Continua il viaggio della spedizione di Greenpeace, nell’ambito del progetto “MARE CALDO”, atto a monitarare lo stato di salute dei fondali marini italiani: oggi andiamo a Capo Milazzo, in provincia di MEssina, dove un numero sempre maggiore di specie termofile, adattate a un mare sempre più caldo, sia native sia aliene.
Organismi con segni evidenti ed estesi di necrosi. Alti tassi di mortalità per diversi esemplari che popolano fondali tanto stupefacenti quanto fragili, esposti alle minacce delle attività antropiche e agli effetti della crisi climatica. Sono questi i primi risultati dei nuovi monitoraggi effettuati a inizio giugno da Greenpeace Italia e dal Dipartimento di Scienze della Terra, dell’Ambiente e della Vita (DISTAV) dell’Università di Genova nell’Area Marina Protetta Capo Milazzo: i rilevamenti sono stati effettuati nell’ambito del progetto “Mare Caldo” di Greenpeace per valutare gli impatti dei cambiamenti climatici sugli ecosistemi marini costieri.
Indice
Il monitoraggio nell’area marina protetta siciliana ha riguardato fondali di grande interesse scientifico: tra gli organismi più colpiti dall’innalzamento delle temperature vi sono le gorgonie, spesso ricoperte da mucillagine che in alcuni casi arriva a rivestirne il 40% della superficie, e con segni evidenti di necrosi che a seconda delle specie coinvolgono il 30-40% delle colonie; ancora, alghe corallinacee incrostanti che presentano segni di sbiancamento nel 20-40% dei casi; il madreporario Astroides calycularis, che in tre siti sui quattro monitorati registra un tasso di mortalità del 5-10%.
«La mucillagine, in particolare – osserva Monica Montefalcone, ecologa marina del DISTAV – solitamente si sviluppa a inizio estate, ma i primi dati del monitoraggio mostrano che quest’anno il fenomeno è anticipato e potrebbe quindi durare più a lungo nel tempo, con gravi impatti sulle specie che vivono sui fondali».
Specie aliene sui fondali marini di Capo Milazzo
A Capo Milazzo compaiono anche molte specie termofile, native e aliene. Un generale incremento delle temperature potrebbe avere favorito il proliferare di specie ittiche termofile native come la cernia dorata (Epinephelus costae), la cernia rossa (Mycteroperca rubra), il pesce pappagallo del Mediterraneo (Sparisoma cretense) e il barracuda del Mediterraneo (Sphyraena viridensis). Tra le specie aliene, invece, di particolare rilievo è la presenza di alghe quali Caulerpa cylindracea, Caulerpa taxifolia, e Asparagopsis armata.
«Questi risultati preliminari – commenta Alessandro Giannì, direttore delle Campagne di Greenpeace Italia – confermano ancora una volta come gli effetti del cambiamento climatico e delle anomalie termiche siano evidenti anche in un’area come quella di Capo Milazzo, con fondali mozzafiato che necessitano di essere difesi».

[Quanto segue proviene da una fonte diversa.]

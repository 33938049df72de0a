//! In-memory key-value store shared by every connection
//!
//! A single `RwLock` guards the whole map, so each operation is atomic.
//! Nothing orders operations issued by different connections.

use crate::config::StoreConfig;
use crate::error::{Result, UdsVaultError};
use crate::protocol::truncate_str;
use std::collections::HashMap;
use tokio::sync::RwLock;

/// What a successful `set` did
#[derive(Debug, Clone, Copy, PartialEq, Eq)]
pub enum SetOutcome {
    Inserted,
    Updated,
}

/// Trait defining the interface for key-value storage operations
#[allow(async_fn_in_trait)]
pub trait Store: Send + Sync {
    /// Set a key-value pair, failing with `StoreFull` for a new key once
    /// capacity is reached
    async fn set(&self, key: String, value: String) -> Result<SetOutcome>;

    /// Get a value by key
    async fn get(&self, key: &str) -> Option<String>;

    /// Get the number of stored items
    async fn len(&self) -> usize;
}

/// Bounded in-memory key-value store
#[derive(Debug)]
pub struct MemoryStore {
    data: RwLock<HashMap<String, String>>,
    config: StoreConfig,
}

impl MemoryStore {
    /// Create a store with the default bounds
    pub fn new() -> Self {
        Self::with_config(StoreConfig::default())
    }

    pub fn with_config(config: StoreConfig) -> Self {
        Self {
            data: RwLock::new(HashMap::with_capacity(config.capacity)),
            config,
        }
    }

    pub fn capacity(&self) -> usize {
        self.config.capacity
    }
}

fn bounded(mut s: String, max: usize) -> String {
    let end = truncate_str(&s, max).len();
    s.truncate(end);
    s
}

impl Default for MemoryStore {
    fn default() -> Self {
        Self::new()
    }
}

impl Store for MemoryStore {
    async fn set(&self, key: String, value: String) -> Result<SetOutcome> {
        let key = bounded(key, self.config.max_key_len);
        let value = bounded(value, self.config.max_value_len);

        let mut data = self.data.write().await;
        if let Some(slot) = data.get_mut(&key) {
            *slot = value;
            return Ok(SetOutcome::Updated);
        }
        if data.len() >= self.config.capacity {
            return Err(UdsVaultError::StoreFull {
                capacity: self.config.capacity,
            });
        }
        data.insert(key, value);
        Ok(SetOutcome::Inserted)
    }

    async fn get(&self, key: &str) -> Option<String> {
        let key = truncate_str(key, self.config.max_key_len);
        let data = self.data.read().await;
        data.get(key).cloned()
    }

    async fn len(&self) -> usize {
        self.data.read().await.len()
    }
}
//! Client library for connecting to a UdsVault server
//!
//! Responses are framed by their trailing newline; the client reads exactly
//! one line per request.

use crate::error::{Result, UdsVaultError};
use crate::protocol::Response;
use std::path::Path;
use tokio::io::{AsyncBufReadExt, AsyncWriteExt, BufReader, BufWriter};
use tokio::net::unix::{OwnedReadHalf, OwnedWriteHalf};
use tokio::net::UnixStream;

/// Client for connecting to a UdsVault server
pub struct Client {
    reader: BufReader<OwnedReadHalf>,
    writer: BufWriter<OwnedWriteHalf>,
}

impl Client {
    /// Connect to the server listening on `path`
    pub async fn connect<P: AsRef<Path>>(path: P) -> Result<Self> {
        let stream = UnixStream::connect(path).await?;
        let (read_half, write_half) = stream.into_split();
        let reader = BufReader::new(read_half);
        let writer = BufWriter::new(write_half);

        Ok(Self { reader, writer })
    }

    /// Send one raw request line and return the response line without its
    /// terminator. A newline is appended to `line` if missing; a newline
    /// anywhere else is rejected.
    pub async fn request(&mut self, line: &str) -> Result<String> {
        // Each newline is a request of its own and would leave a reply unread
        let body = line.strip_suffix('\n').unwrap_or(line);
        if body.contains('\n') {
            return Err(UdsVaultError::Client(
                "request must be a single line".to_string(),
            ));
        }

        self.writer.write_all(body.as_bytes()).await?;
        self.writer.write_all(b"\n").await?;
        self.writer.flush().await?;

        let mut response = String::new();
        if self.reader.read_line(&mut response).await? == 0 {
            return Err(UdsVaultError::Client(
                "server closed the connection".to_string(),
            ));
        }
        match response.strip_suffix('\n') {
            Some(body) => Ok(body.to_string()),
            None => Err(UdsVaultError::Protocol(format!(
                "response not newline-terminated: {:?}",
                response
            ))),
        }
    }

    /// Set a key-value pair
    pub async fn set(&mut self, key: &str, value: &str) -> Result<()> {
        check_token("key", key, false)?;
        check_token("value", value, true)?;

        let line = self.request(&format!("SET {} {}", key, value)).await?;
        match Response::from_line(&line) {
            Response::Ok => Ok(()),
            Response::Error(e) => Err(UdsVaultError::Server(e)),
            _ => Err(UdsVaultError::Protocol("Unexpected response for SET".to_string())),
        }
    }

    /// Get a value by key
    pub async fn get(&mut self, key: &str) -> Result<Option<String>> {
        check_token("key", key, false)?;

        let line = self.request(&format!("GET {}", key)).await?;
        match Response::from_line(&line) {
            Response::Value(value) => Ok(Some(value)),
            Response::NotFound => Ok(None),
            Response::Error(e) => Err(UdsVaultError::Server(e)),
            Response::Ok => Err(UdsVaultError::Protocol("Unexpected response for GET".to_string())),
        }
    }

    /// Close the connection
    pub async fn close(mut self) -> Result<()> {
        self.writer.shutdown().await?;
        Ok(())
    }
}

/// The server splits requests on whitespace, so a token containing any
/// would be silently cut short
fn check_token(what: &str, token: &str, allow_empty: bool) -> Result<()> {
    if token.is_empty() && !allow_empty {
        return Err(UdsVaultError::Client(format!("{} must not be empty", what)));
    }
    if token.chars().any(char::is_whitespace) {
        return Err(UdsVaultError::Client(format!(
            "{} must not contain whitespace",
            what
        )));
    }
    Ok(())
}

La stazione di monitoraggio delle temperature marine di Capo Milazzo è soltanto l’ultima base che Greenpeace ha installato nell’ambito del progetto “Mare Caldo”, di cui a giugno sono stati presentati i risultati riguardanti le rilevazioni delle temperature e i monitoraggi biologici effettuati negli ultimi tre anni in diverse aree marine protette italiane. Il report di “Mare Caldo” ha confermato un aumento generalizzato delle temperature, con conseguenze evidenti sulla flora e sulla fauna del Mediterraneo e un’intensificazione degli eventi climatici estremi. Dal 2020 al 2022 sono oltre un milione i dati di temperatura analizzati in nove aree di studio e sono vari i segnali osservati riconducibili agli effetti del riscaldamento globale, con cambiamenti – con ogni probabilità irreversibili – in tutte le comunità di scogliera indagate.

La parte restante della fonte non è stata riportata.